World Athletics Family mourns its President

Dr Primo Nebiolo, IAAF President since 1981, died during the early hours of Sunday, 7 November, in Rome, at the age of 76, following a heart attack.

His wife Giovanna was at his side as he passed away.

The disappearance of Nebiolo has left a void in the world athletics family, to which he had dedicated his whole life. His creative and impassioned work, coupled to his capacities of intuition and unrelenting commitment were behind the unprecedented growth of the International Federation. All of these merits were recognised during the recent IAAF Congress in Seville, where the representatives of the IAAF’s 210 Member Federations re-acclaimed Nebiolo President for the sixth consecutive term.

Nebiolo started his career as a sports administrator half a century ago in Turin, where he was born on 14 July 1923 and studied for his degree in law and political science. In the difficult immediate post-war years, he made his own contribution to the social renaissance of the city through the creation of the university sports club, the CUS Torino. Sentimental ties kept him at its head throughout his life.

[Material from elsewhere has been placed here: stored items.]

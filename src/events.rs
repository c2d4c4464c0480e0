//! Typed transfer events and their subscription interface.
//!
//! Consumers subscribe **before** the engine or reassembler is built and
//! the subscriber set is fixed from then on; there is no post-hoc handler
//! rebinding, so a "default" handler can never race an "overridden" one.
//! Every subscriber receives every event; subscribers whose receiving end
//! has been dropped are skipped silently.

use tokio::sync::mpsc;
use uuid::Uuid;

use crate::source::ReceivedFile;
use crate::transfer::progress::TransferProgress;

/// Events delivered from the transfer engine and reassembler to the
/// application layer.
#[derive(Debug, Clone)]
pub enum TransferEvent {
    /// A peer's channel reached the open state and joined the target pool.
    PeerConnected { peer_id: String },
    /// A peer's channel closed or errored; it left the target pool.
    PeerDisconnected { peer_id: String },
    /// Sender-side progress for one target. Optimistic (bytes sent) until
    /// the target's first progress acknowledgement, ack-derived after.
    SendProgress {
        transfer_id: Uuid,
        peer_id: String,
        progress: TransferProgress,
    },
    /// One target acknowledged full receipt of the file.
    SendComplete { transfer_id: Uuid, peer_id: String },
    /// Receiver-side progress for the in-flight incoming file.
    ReceiveProgress { progress: TransferProgress },
    /// An incoming file has been fully reassembled.
    FileReceived { file: ReceivedFile },
    /// A channel-level failure, surfaced rather than retried.
    TransferError {
        peer_id: Option<String>,
        message: String,
    },
}

/// Multicast event outlet with a subscriber set fixed at construction.
///
/// Subscribe while building the application, then hand the bus to the
/// engine/reassembler constructors. Cloning the bus shares the same
/// subscriber set.
#[derive(Debug, Clone, Default)]
pub struct EventBus {
    subscribers: Vec<mpsc::UnboundedSender<TransferEvent>>,
}

impl EventBus {
    pub fn new() -> Self {
        Self::default()
    }

    /// Register one subscriber and return its receiving end.
    ///
    /// Must be called before the bus is handed to a protocol component;
    /// the subscriber set is immutable afterwards.
    pub fn subscribe(&mut self) -> mpsc::UnboundedReceiver<TransferEvent> {
        let (tx, rx) = mpsc::unbounded_channel();
        self.subscribers.push(tx);
        rx
    }

    /// Deliver `event` to every live subscriber.
    pub(crate) fn emit(&self, event: TransferEvent) {
        for sub in &self.subscribers {
            let _ = sub.send(event.clone());
        }
    }
}
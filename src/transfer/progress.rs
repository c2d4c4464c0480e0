//! Transfer progress derivation.
//!
//! Progress is derived, never authoritative: it is recomputed on every
//! observed chunk or acknowledgement. Speed is measured against the
//! current transfer attempt's start instant and resets with it; it is
//! never accumulated across transfers.

use std::time::{Duration, Instant};

/// Derived progress of one transfer, from one observer's point of view.
#[derive(Debug, Clone, Copy, PartialEq, Default)]
pub struct TransferProgress {
    /// Bytes transferred so far (clamped to `total_bytes`).
    pub transferred_bytes: u64,
    /// Total bytes in the file.
    pub total_bytes: u64,
    /// `transferred / total × 100`, clamped to `[0, 100]`.
    pub percentage: f64,
    /// Average rate since the current attempt began.
    pub bytes_per_second: f64,
}

impl TransferProgress {
    /// Fresh zeroed progress for a file of `total_bytes`.
    pub fn new(total_bytes: u64) -> Self {
        Self {
            total_bytes,
            ..Self::default()
        }
    }

    /// Recompute from an observed transferred-byte count and the elapsed
    /// time since the attempt started.
    pub fn update(&mut self, transferred: u64, elapsed: Duration) {
        let transferred = transferred.min(self.total_bytes);
        self.transferred_bytes = transferred;
        self.percentage = if self.total_bytes == 0 {
            100.0
        } else {
            (transferred as f64 / self.total_bytes as f64 * 100.0).clamp(0.0, 100.0)
        };
        let secs = elapsed.as_secs_f64();
        self.bytes_per_second = if secs > 0.0 {
            transferred as f64 / secs
        } else {
            0.0
        };
    }

    /// Force the terminal value, so observers never see a stale sub-100%
    /// reading after completion.
    pub fn complete(&mut self) {
        self.transferred_bytes = self.total_bytes;
        self.percentage = 100.0;
    }
}

/// Rate limiter for progress notifications.
///
/// At most one notification per `min_gap` of wall-clock time, except a
/// forced (terminal) notification, which always passes.
#[derive(Debug)]
pub(crate) struct ProgressThrottle {
    min_gap: Duration,
    last: Option<Instant>,
}

impl ProgressThrottle {
    pub(crate) fn new(min_gap: Duration) -> Self {
        Self { min_gap, last: None }
    }

    /// Start a fresh notification window (new transfer attempt).
    pub(crate) fn reset(&mut self) {
        self.last = None;
    }

    /// Whether a notification may fire now. Firing consumes the window.
    pub(crate) fn allow(&mut self, force: bool) -> bool {
        let now = Instant::now();
        let due = force || self.last.map_or(true, |t| now.duration_since(t) >= self.min_gap);
        if due {
            self.last = Some(now);
        }
        due
    }
}

/// Human-readable byte count for log lines and event consumers.
pub fn format_bytes(bytes: u64) -> String {
    const KB: u64 = 1024;
    const MB: u64 = KB * 1024;
    const GB: u64 = MB * 1024;

    if bytes >= GB {
        format!("{:.2} GB", bytes as f64 / GB as f64)
    } else if bytes >= MB {
        format!("{:.2} MB", bytes as f64 / MB as f64)
    } else if bytes >= KB {
        format!("{:.2} KB", bytes as f64 / KB as f64)
    } else {
        format!("{bytes} B")
    }
}
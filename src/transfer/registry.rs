//! Live session tracking: one [`TargetSession`] per connected receiver.
//!
//! Sessions are the sender's view of its peers. They are created when a
//! channel reaches the open state, removed on close or error, and hold
//! the per-target progress and completion signal for the send operation
//! currently in flight. A session removed mid-transfer silently abandons
//! its progress; its completion signal is dropped unfulfilled.

use std::collections::HashMap;
use std::sync::Arc;
use std::time::Instant;

use tokio::sync::{oneshot, RwLock};
use uuid::Uuid;

use crate::channel::PeerChannel;
use crate::transfer::progress::TransferProgress;

/// One connected receiver, from the sender's perspective.
pub struct TargetSession {
    peer_id: String,
    pub(crate) channel: Arc<dyn PeerChannel>,
    /// Progress of the current send operation toward this target.
    pub progress: TransferProgress,
    started_at: Instant,
    /// Id of the send operation currently in flight, if any.
    transfer_id: Option<Uuid>,
    /// Highest acknowledged byte count for the current operation. Once
    /// set, optimistic bytes-sent progress no longer applies.
    acked_bytes: Option<u64>,
    /// Fulfilled exactly once, by the receiver's completion
    /// acknowledgement. Dropped unfulfilled if the session goes away.
    completion: Option<oneshot::Sender<()>>,
}

impl TargetSession {
    pub(crate) fn new(peer_id: String, channel: Arc<dyn PeerChannel>) -> Self {
        Self {
            peer_id,
            channel,
            progress: TransferProgress::default(),
            started_at: Instant::now(),
            transfer_id: None,
            acked_bytes: None,
            completion: None,
        }
    }

    pub fn peer_id(&self) -> &str {
        &self.peer_id
    }

    pub fn transfer_id(&self) -> Option<Uuid> {
        self.transfer_id
    }

    /// Arm the session for a new send operation: reset progress and the
    /// start instant, and install a fresh completion signal.
    pub(crate) fn begin_transfer(
        &mut self,
        transfer_id: Uuid,
        total_bytes: u64,
    ) -> oneshot::Receiver<()> {
        self.progress = TransferProgress::new(total_bytes);
        self.started_at = Instant::now();
        self.transfer_id = Some(transfer_id);
        self.acked_bytes = None;
        let (tx, rx) = oneshot::channel();
        self.completion = Some(tx);
        rx
    }

    /// Optimistic update from bytes handed to the channel. Ignored once
    /// the receiver has started acknowledging real progress; returns
    /// whether the update applied.
    pub(crate) fn record_sent(&mut self, sent_bytes: u64) -> bool {
        if self.acked_bytes.is_none() {
            self.progress.update(sent_bytes, self.started_at.elapsed());
            true
        } else {
            false
        }
    }

    /// Authoritative update from a receiver progress acknowledgement.
    /// Supersedes optimistic progress and never moves backwards.
    pub(crate) fn record_ack(&mut self, transferred_bytes: u64) {
        let acked = self.acked_bytes.unwrap_or(0).max(transferred_bytes);
        self.acked_bytes = Some(acked);
        self.progress.update(acked, self.started_at.elapsed());
    }

    /// Resolve the pending completion signal, forcing terminal progress
    /// first so observers never see a stale sub-100% value.
    ///
    /// Returns false when no send operation was pending (stray ack).
    pub(crate) fn complete(&mut self) -> bool {
        match self.completion.take() {
            Some(tx) => {
                self.progress.complete();
                let _ = tx.send(());
                true
            }
            None => false,
        }
    }
}

/// The pool of currently attached peers, keyed by peer id.
///
/// Mutated only by the channel-lifecycle handlers and read by the fan-out
/// scheduler when resolving send targets.
#[derive(Default)]
pub struct SessionRegistry {
    sessions: RwLock<HashMap<String, TargetSession>>,
}

impl SessionRegistry {
    pub fn new() -> Self {
        Self::default()
    }

    pub(crate) async fn insert(&self, session: TargetSession) {
        self.sessions
            .write()
            .await
            .insert(session.peer_id.clone(), session);
    }

    pub(crate) async fn remove(&self, peer_id: &str) -> Option<TargetSession> {
        self.sessions.write().await.remove(peer_id)
    }

    pub async fn len(&self) -> usize {
        self.sessions.read().await.len()
    }

    pub async fn is_empty(&self) -> bool {
        self.sessions.read().await.is_empty()
    }

    /// Ids of every attached peer.
    pub async fn peer_ids(&self) -> Vec<String> {
        self.sessions.read().await.keys().cloned().collect()
    }

    /// Snapshot of one session's progress, if the peer is attached.
    pub async fn progress_of(&self, peer_id: &str) -> Option<TransferProgress> {
        self.sessions.read().await.get(peer_id).map(|s| s.progress)
    }

    /// Resolve a send's target set: every attached peer, or the named
    /// subset. Ids without a live session are silently dropped, as are
    /// duplicates (arming one session twice would orphan its first
    /// completion signal).
    pub(crate) async fn resolve_targets(&self, subset: Option<&[String]>) -> Vec<String> {
        let sessions = self.sessions.read().await;
        match subset {
            None => sessions.keys().cloned().collect(),
            Some(ids) => {
                let mut seen = std::collections::HashSet::new();
                ids.iter()
                    .filter(|id| sessions.contains_key(*id) && seen.insert(*id))
                    .cloned()
                    .collect()
            }
        }
    }

    /// Run `f` against one session, if present.
    pub(crate) async fn with_session<R>(
        &self,
        peer_id: &str,
        f: impl FnOnce(&mut TargetSession) -> R,
    ) -> Option<R> {
        self.sessions.write().await.get_mut(peer_id).map(f)
    }
}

Athletics and university sports were his two great passions. Nebiolo had been a practising athlete himself in his day and liked to recall his youthful competitions in the long jump. That experience, matured during his time in high school and university, was the basis of his passion for sport and his desire to serve it. After the tragic years of the War and his time with the anti-fascist resistance, he became convinced that something had to be done to bring the world’s youth together, regardless of which political regime they lived under. So it was that he played a major role in the creation of the International University Sports Federation (FISU), of which he became president in 1961, successfully bringing together university students from both eastern and western blocs.

In athletics too, Nebiolo worked to a single end, to ensure the growth of the movement by offering youngsters, whatever their social or ethnic origin, the possibility to develop. This is the deep inspiration that would give birth to all the initiatives that have made the IAAF one of the most advanced international sports federations.

The importance of this work was universally recognised, and was especially appreciated by the President of the IOC, Juan Antonio Samaranch, who in 1992 named Nebiolo member of the International Olympic Committee "for particular merit".